Notice 2015-49, Use of Lump Sum Payments to Replace Lifetime Income Being Received By Retirees Under Defined Benefit Pension Plans, informs taxpayers that the Treasury Department and the IRS intend to amend the required minimum distribution regulations under § 401(a)(9) of the Internal Revenue Code to address the use of lump sum payments to replace annuity payments being paid by a qualified defined benefit pension plan. The regulations, as amended, will provide that qualified defined benefit plans generally are not permitted to replace any joint and survivor, single life, or other annuity currently being paid with a lump sum payment or other accelerated form of distribution. The Treasury Department and the IRS intend that these amendments to the regulations will apply as of July 9, 2015, except with respect to certain accelerations of annuity payments described in section IV of this notice.
More specifically, according to the AICPA Journal article, Defined benefit plans to be prohibited from replacing annuities with lump-sum payments, By Sally P. Schreiber, J.D., July 9, 2015, in Notice 2015-49, the IRS announced that it will amend the Sec. 401(a)(9) required minimum distribution regulations to prohibit the use of lump-sum payments to replace annuity payments in defined benefit plans.

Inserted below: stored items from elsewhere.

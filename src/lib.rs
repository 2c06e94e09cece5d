//! Native Auth Integration Module
//!
//! Browserless ("native") authentication client for CIAM tenants: complete
//! sign-up, sign-in and password-reset flows over HTTPS without a browser or
//! embedded web view.
//!
//! # Features
//!
//! - Sign-up with one-time code, password and custom attributes
//! - Sign-in with one-time code or password, including MFA challenges
//! - Self-service password reset with bounded completion polling
//! - Continuation-token handoff from completed sign-up/reset into sign-in
//! - Typed multi-step flow states that make out-of-order calls impossible
//! - Delegate-based outcome routing as an alternative to matching results
//! - Transparent 5xx retry and PKeyAuth device-auth handshake
//!
//! # Example
//!
//! ```rust,ignore
//! use native_auth_integration::{
//!     native_auth_config, NativeAuthClient, SignInParameters, SignInStartResult,
//! };
//!
//! #[tokio::main]
//! async fn main() -> Result<(), Box<dyn std::error::Error>> {
//!     let config = native_auth_config()
//!         .client_id("my-client-id")
//!         .authority("https://contoso.ciamlogin.com/contoso.onmicrosoft.com")
//!         .build()?;
//!     let client = NativeAuthClient::new(config)?;
//!
//!     let parameters = SignInParameters::new("user@contoso.com").with_password("hunter2");
//!     match client.sign_in(parameters).await {
//!         SignInStartResult::Completed { account } => {
//!             println!("signed in as {}", account.username);
//!         }
//!         SignInStartResult::AwaitingMfa { state } => {
//!             let _ = state.send_challenge().await;
//!         }
//!         other => {
//!             let _ = other;
//!         }
//!     }
//!     Ok(())
//! }
//! ```
//!
//! # Architecture
//!
//! The module is organized into several sub-modules:
//!
//! - `types`: configuration, flow parameters, wire responses and accounts
//! - `error`: oauth2 error taxonomy and public per-flow errors
//! - `network`: HTTP transport, request providers and the retrying API client
//! - `validators`: response validation into typed per-endpoint outcomes
//! - `controllers`: flow orchestration across endpoints
//! - `states`: typed multi-step flow states handed to the caller
//! - `delegates`: delegate traits for callback-style outcome routing
//! - `cache`: token cache collaborator
//! - `builders`: fluent configuration builder
//! - `client`: high-level client combining all flows

pub mod builders;
pub mod cache;
pub mod client;
pub mod controllers;
pub mod delegates;
pub mod error;
pub mod network;
pub mod states;
pub mod telemetry;
pub mod types;
pub mod validators;

// Re-export main client
pub use client::NativeAuthClient;

// Re-export builders
pub use builders::{native_auth_config, NativeAuthConfigBuilder};

// Re-export errors
pub use error::{
    ApiErrorResponse, AttributesRequiredError, AttributesRequiredErrorKind, ConfigurationError,
    ErrorTag, HttpError, MfaError, MfaErrorKind, NativeAuthError, NetworkError, Oauth2ErrorCode,
    PasswordRequiredError, PasswordRequiredErrorKind, ProtocolError, ResendCodeError,
    ResendCodeErrorKind, ResetPasswordStartError, ResetPasswordStartErrorKind,
    SignInAfterPreviousFlowError, SignInAfterPreviousFlowErrorKind, SignInStartError,
    SignInStartErrorKind, SignUpStartError, SignUpStartErrorKind, SubErrorCode, VerifyCodeError,
    VerifyCodeErrorKind,
};

// Re-export types
pub use types::{
    // Config
    ChallengeType, NativeAuthConfig,
    // Parameters
    ResetPasswordParameters, SignInParameters, SignUpParameters, UserAttributes,
    // Responses
    ChannelType, RequiredAttribute,
    // Account
    AccessToken, StoredTokens, UserAccountResult,
};

// Re-export flow results
pub use controllers::{
    MfaSendChallengeResult, MfaSubmitChallengeResult, ResetPasswordResendCodeResult,
    ResetPasswordStartResult, ResetPasswordSubmitCodeResult, ResetPasswordSubmitPasswordResult,
    SignInAfterPreviousFlowResult, SignInResendCodeResult, SignInStartResult,
    SignInSubmitCodeResult, SignInSubmitPasswordResult, SignUpResendCodeResult, SignUpStartResult,
    SignUpSubmitAttributesResult, SignUpSubmitCodeResult, SignUpSubmitPasswordResult,
};

// Re-export flow states
pub use states::{
    MfaRequiredState, ResetPasswordCodeRequiredState, ResetPasswordRequiredState,
    SignInAfterResetPasswordState, SignInAfterSignUpState, SignInCodeRequiredState,
    SignInPasswordRequiredState, SignUpAttributesRequiredState, SignUpCodeRequiredState,
    SignUpPasswordRequiredState,
};

// Re-export delegates
pub use delegates::{
    Dispatch, MfaSendChallengeDelegate, MfaSubmitChallengeDelegate, ResetPasswordRequiredDelegate,
    ResetPasswordResendCodeDelegate, ResetPasswordStartDelegate, ResetPasswordVerifyCodeDelegate,
    SignInAfterPreviousFlowDelegate, SignInPasswordRequiredDelegate, SignInResendCodeDelegate,
    SignInStartDelegate, SignInVerifyCodeDelegate, SignUpAttributesRequiredDelegate,
    SignUpPasswordRequiredDelegate, SignUpResendCodeDelegate, SignUpStartDelegate,
    SignUpVerifyCodeDelegate,
};

// Re-export network components
pub use network::{
    ApiClient, ApiFailure, ApiRequest, DefaultDeviceAuthHandler, DeviceAuthHandler, HttpRequest,
    HttpResponse, HttpTransport, MockDeviceAuthHandler, MockHttpTransport, ReqwestHttpTransport,
};

// Re-export cache
pub use cache::{InMemoryTokenCache, TokenCache};

// Re-export telemetry
pub use telemetry::{
    create_in_memory_telemetry, no_op_telemetry, ApiId, FlowTelemetry, InMemoryTelemetry,
    NoOpTelemetry, TelemetryRecord,
};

Some plans have treated the right to accelerate benefits and receive a lump sum as complying with the regulations because the plans claim there is an increase in benefits, which is required under the rules.
The IRS noted that the Sec. 401(a)(9) regulations reflect an intent, among other things, to prohibit, in most cases, changes to the annuity payment period for ongoing annuity payments from a defined benefit plan, including changes accelerating (or providing an option to accelerate) ongoing annuity payments. The IRS has concluded that a broad exception for increased benefits in the regulations permitting lump-sum payments to replace rights to ongoing annuity payments would undermine that intent.
To prevent this practice, the IRS intends to amend Regs. Sec. 1.401(a)(9)-6, A-14(a)(4), to provide that the types of benefit increases permitted include only those that increase the ongoing annuity payments, not those that accelerate the annuity payments. The new rules will not permit acceleration of annuity payments to which an individual receiving annuity payments was entitled before the amendment, even if the plan amendment also increases annuity payments.
The amendments, when they are issued, will apply as of July 9, 2015, the date the notice was issued, except for certain grandfathered benefit plans.